2022.12.26
事業承継
売主にも買主にもメリット多数
不動産を株式で売買する手法――「不動産M&A」とは
今回は、不動産を株式で売買する手法「不動産M&A」について解説していきます。 不動産M&Aの事例を中心に解説しているので、少しでもご興味がございましたらぜひご覧ください。

「不動産M&A」とは、一般的に「不動産の取得を目的に行われるM&A(買収や合併)」を指します。
今回は、不動産M&Aのうち代表的なストラクチャーである「株式譲渡スキーム」についてご説明します。

株式譲渡スキーム


前提として、売主側は買主側の視点を、買主側は売主側の視点を持っておくことが大切です。そこで、双方のメリット・デメリットについて、具体的な事例を交えてご紹介します。

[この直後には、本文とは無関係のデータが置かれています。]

//! Shared-ownership handle with an inline control block.

use crate::policy::{CountPolicy, Counter, DefaultPolicy, SingleThreaded, ThreadSafe};
use std::fmt;
use std::hash::{Hash, Hasher};
use std::marker::PhantomData;
use std::mem::ManuallyDrop;
use std::ops::Deref;
use std::ptr::NonNull;

/// The count and the value, allocated together.
///
/// One allocation per shared value. The count always equals the number of
/// live `SharedHandle`s pointing at this block.
pub struct ControlBlock<T, P: CountPolicy> {
    count: P::Counter,
    value: T,
}

impl<T, P: CountPolicy> ControlBlock<T, P> {
    /// Number of live handles referencing this block.
    #[inline]
    pub fn count(&self) -> usize {
        self.count.get()
    }

    #[inline]
    pub fn value(&self) -> &T {
        &self.value
    }
}

/// A reference-counted handle to a shared value.
///
/// Duplicating a handle increments the count in the control block; dropping
/// one decrements it. The value and its block are freed exactly when the count
/// goes from 1 to 0, on whichever thread drops the last handle.
///
/// Only the count is synchronized (under [`ThreadSafe`]). The handle hands out
/// `&T`, never `&mut T` while shared; mutate a shared value through a
/// [`Guarded`](crate::Guarded) or a [`SharedCell`](crate::SharedCell).
///
/// Prefer [`Exclusive`](crate::Exclusive) when ownership isn't really shared:
/// with several owners the moment of release is hard to predict.
///
/// # Example
///
/// ```
/// use handle_mem::Shared;
///
/// let data = Shared::acquire(vec![1, 2, 3]);
/// let other = data.duplicate();
///
/// assert_eq!(data.count(), 2);
/// assert_eq!(*other, vec![1, 2, 3]);
/// drop(data);
/// assert_eq!(other.count(), 1);
/// ```
pub struct SharedHandle<T, P: CountPolicy = DefaultPolicy> {
    block: NonNull<ControlBlock<T, P>>,
    _marker: PhantomData<ControlBlock<T, P>>,
}

/// Shared handle using the feature-selected default policy.
pub type Shared<T> = SharedHandle<T, DefaultPolicy>;

/// Shared handle that is neither `Send` nor `Sync`, with a plain counter.
pub type LocalShared<T> = SharedHandle<T, SingleThreaded>;

// SAFETY: the count is atomic under ThreadSafe, and the value is only reachable
// through `&T` (needs Sync) or moved out/dropped on another thread (needs Send).
unsafe impl<T: Send + Sync> Send for SharedHandle<T, ThreadSafe> {}
// SAFETY: as above.
unsafe impl<T: Send + Sync> Sync for SharedHandle<T, ThreadSafe> {}

impl<T, P: CountPolicy> SharedHandle<T, P> {
    /// Allocate `value` and its count together, with a count of 1.
    pub fn acquire(value: T) -> Self {
        let block = Box::new(ControlBlock {
            count: P::new_counter(1),
            value,
        });
        Self {
            block: NonNull::from(Box::leak(block)),
            _marker: PhantomData,
        }
    }

    #[inline]
    fn block(&self) -> &ControlBlock<T, P> {
        // SAFETY: the block stays allocated while this handle holds a count on it.
        unsafe { self.block.as_ref() }
    }

    /// Make another handle to the same value.
    ///
    /// Safe to call concurrently from several threads holding handles to the
    /// same block when `P` is [`ThreadSafe`].
    #[inline]
    pub fn duplicate(&self) -> Self {
        self.block().count.increment();
        Self {
            block: self.block,
            _marker: PhantomData,
        }
    }

    /// Borrow the shared value.
    #[inline]
    pub fn get(&self) -> &T {
        &self.block().value
    }

    /// The control block shared by every duplicate of this handle.
    #[inline]
    pub fn control_block(&self) -> &ControlBlock<T, P> {
        self.block()
    }

    /// Current number of live handles.
    #[inline]
    pub fn count(&self) -> usize {
        self.block().count()
    }

    /// Returns true if this is the only handle.
    #[inline]
    pub fn is_unique(&self) -> bool {
        self.count() == 1
    }

    /// Returns true if both handles share one control block.
    #[inline]
    pub fn ptr_eq(this: &Self, other: &Self) -> bool {
        this.block == other.block
    }

    /// Mutable access if this is the only handle, `None` otherwise.
    #[inline]
    pub fn try_get_mut(&mut self) -> Option<&mut T> {
        if self.is_unique() {
            // SAFETY: count is 1 and we hold `&mut self`, so no other handle
            // exists and none can be made while the borrow lives.
            Some(unsafe { &mut (*self.block.as_ptr()).value })
        } else {
            None
        }
    }

    /// Take the value out if this is the only handle; otherwise hand the handle back.
    pub fn try_unwrap(self) -> Result<T, Self> {
        let this = ManuallyDrop::new(self);
        if this.block().count.try_claim_unique() {
            // SAFETY: the count was 1 and is now 0: we are the last handle and
            // reclaim the block that `acquire` leaked.
            let block = unsafe { Box::from_raw(this.block.as_ptr()) };
            let ControlBlock { value, .. } = *block;
            Ok(value)
        } else {
            Err(ManuallyDrop::into_inner(this))
        }
    }
}

impl<T: Clone, P: CountPolicy> SharedHandle<T, P> {
    /// Mutable access, cloning the value into a fresh block first if shared.
    ///
    /// Other handles keep seeing the original value.
    pub fn make_mut(&mut self) -> &mut T {
        if !self.is_unique() {
            *self = Self::acquire(self.get().clone());
        }
        // SAFETY: unique by construction above, and we hold `&mut self`.
        unsafe { &mut (*self.block.as_ptr()).value }
    }

    /// Consume the handle, cloning the value if other handles remain.
    pub fn into_inner(self) -> T {
        match self.try_unwrap() {
            Ok(value) => value,
            Err(shared) => shared.get().clone(),
        }
    }
}

impl<T, P: CountPolicy> Drop for SharedHandle<T, P> {
    fn drop(&mut self) {
        if self.block().count.decrement() == 0 {
            log::trace!("releasing shared control block");
            // SAFETY: the count just reached zero, so this was the last handle
            // and nothing else can observe the block.
            drop(unsafe { Box::from_raw(self.block.as_ptr()) });
        }
    }
}

impl<T, P: CountPolicy> Clone for SharedHandle<T, P> {
    #[inline]
    fn clone(&self) -> Self {
        self.duplicate()
    }
}

impl<T, P: CountPolicy> Deref for SharedHandle<T, P> {
    type Target = T;

    #[inline]
    fn deref(&self) -> &Self::Target {
        self.get()
    }
}

impl<T, P: CountPolicy> AsRef<T> for SharedHandle<T, P> {
    fn as_ref(&self) -> &T {
        self.get()
    }
}

impl<T: fmt::Debug, P: CountPolicy> fmt::Debug for SharedHandle<T, P> {
    fn fmt(&self, f: &mut fmt::Formatter<'_>) -> fmt::Result {
        f.debug_struct("SharedHandle")
            .field("value", self.get())
            .field("count", &self.count())
            .finish()
    }
}

impl<T: PartialEq, P: CountPolicy> PartialEq for SharedHandle<T, P> {
    fn eq(&self, other: &Self) -> bool {
        self.get() == other.get()
    }
}

impl<T: Eq, P: CountPolicy> Eq for SharedHandle<T, P> {}

impl<T: Hash, P: CountPolicy> Hash for SharedHandle<T, P> {
    fn hash<H: Hasher>(&self, state: &mut H) {
        self.get().hash(state);
    }
}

まずは売主側にとって、不動産M&Aにはどのようなメリット・デメリットがあるかに注目してみましょう。
法人が不動産を所有している場合、現物を売却するのではなく株式で売却することになります。つまり買主は株券を購入します。すると、売却代金は法人ではなく、株主個人が受け取ることになります。

Aさん(75歳)の事例をもとにご説明しましょう。
Aさんは創業70年の老舗和菓子屋の3代目。3人の子どもはいずれも別の職業に就いており、和菓子屋を継ぐ人がいないため、廃業を決意しました。
法人で所有する不動産(店舗)は、取得時の価格を仮に1億円とします。その売却を不動産会社に相談したところ、「10億円で売れる」と言われ、Aさんは喜びました。

しかし、不動産の現物を売却した場合、譲渡利益に対して「法人税」約30%が課せられます。さらに取得した売却代金を個人に配当する場合、配当所得として通常は「総合課税」の取り扱いに。所得4000万円を超えると最高税率の45%、そして一律10%の住民税がかかり、計55%。
このように、不動産売却による利益を個人で享受しようとした場合、二重に税金がかかります。結果、Aさんの手取り額は「2億8400万」となります。

では、Aさんが「不動産M&A」により株式として売却した場合はどうでしょうか。
株式の売却価格が8億円の場合、課税は1回。譲渡税約20%です。Aさんの手元には「6億3200万円」が残ります。
つまり通常の売却と不動産M&Aでは、手取りの差額が3億4800万円となるのです。

法人が現物の不動産を売却した場合

株式(不動産M&A)として売却した場合

不動産M&Aを検討する価値がある売主・3パターン

では、どのような売主さんであれば、不動産M&Aのメリットが得られるのでしょうか。
大きく3パターンが挙げられます。

【1】法人で古くから不動産を所有しており、将来売却を検討している方

例えば、古ビル・古アパートの土地・建物を法人で所有している方、古くから所有地で事業をしている(していた)方などです。「以前は町工場だったが、現在は不動産賃貸業」といったケースも該当します。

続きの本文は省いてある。